According to this blog entry (Contents of response_*.txt - #2 by jdtournier) the txt-files’ “rows corresponds to a different shell (in order of increasing b -value), and for each row, the values correspond to the even, m =0 (axially symmetric) SH coefficients of the expected DW signal”.
Has anyone an idea how I can make use of my neonatal specific T2 segmentations for the dwi2response function?
Thank you very much for your help!
Kind regards,
Anna
Your use case is slightly unusual, and might warrant producing an alternative dwi2response algorithm rather than trying to use the existing code as it currently stands.

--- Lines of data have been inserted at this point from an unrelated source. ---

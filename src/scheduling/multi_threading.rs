//! Multi-threaded back-end of the analysis pass
//!
//! Event ranges are handed to rayon tasks; each task deposits its result in
//! a per-range slot, and the slots are merged in range order afterwards.
//! This keeps the output bit-identical to the sequential backend, and makes
//! error reporting deterministic: the first failing range in event order
//! wins.

use crate::{error::AnalysisError, resacc::RunAccumulator, scheduling};

use std::{ops::Range, sync::Mutex};

/// Process the event ranges on the rayon thread pool
pub(super) fn process_events_impl(
    num_events: usize,
    process_range: impl Sync + Fn(Range<usize>) -> Result<RunAccumulator, AnalysisError>,
) -> Result<RunAccumulator, AnalysisError> {
    let ranges: Vec<Range<usize>> = scheduling::batch_ranges(num_events).collect();
    if ranges.is_empty() {
        return process_range(0..0);
    }

    // One result slot per range, filled in whatever order tasks finish
    let slots: Vec<Mutex<Option<Result<RunAccumulator, AnalysisError>>>> =
        ranges.iter().map(|_| Mutex::new(None)).collect();

    // This scope only returns once every spawned task has run
    let process_range_ref = &process_range;
    rayon::scope(|scope| {
        for (slot, range) in slots.iter().zip(ranges) {
            scope.spawn(move |_| {
                let result = process_range_ref(range);
                let mut lock = slot.lock().expect("Mutex data should be valid");
                assert!(lock.is_none(), "Tasks should not report results twice");
                *lock = Some(result);
            });
        }
    });

    // Merge in range order so that the result matches a sequential run
    let mut results = slots.into_iter().map(|slot| {
        slot.into_inner()
            .expect("Mutex data should be valid")
            .expect("Result should be ready")
    });
    let mut accumulator = results
        .next()
        .expect("There should be at least one range")?;
    for result in results {
        accumulator.merge(result?);
    }
    Ok(accumulator)
}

The functionality of dwi2response dhollander, for instance, can be broken into multiple parts. The early stages, which perform crude tissue separation, may in fact be completely unwanted in your case, since this is the very information that you are aiming to utilise from your higher-resolution T2-weighted image (rather than such being derived entirely from the DWI data). You may however not want to simply utilise all voxels within each tissue class as segmented from the T2-weighted image for response function estimation (as is done in dwi2response msmt_5tt, or indeed dwi2response manual), but instead use the heuristic in dwi2response dhollander (or similar) for selecting representative “extreme” voxels within each tissue mask. Then in specifically the WM there is the confound of wanting to select extreme single-fibre voxels, for which there is a unique heuristic in dwi2response dhollander as of version 3.0.0 that is not currently available as a stand-slone functionality (though we had discussed previously a refactoring that would facilitate such).
So personally I would be re-framing the question as “how do I want my response functions to be derived?” rather than “which command do I use to derive response functions?”. The answer to that question then dictates the extent to which existing algorithms may or may not be of utility, and how best to potentially implement something novel / tailored.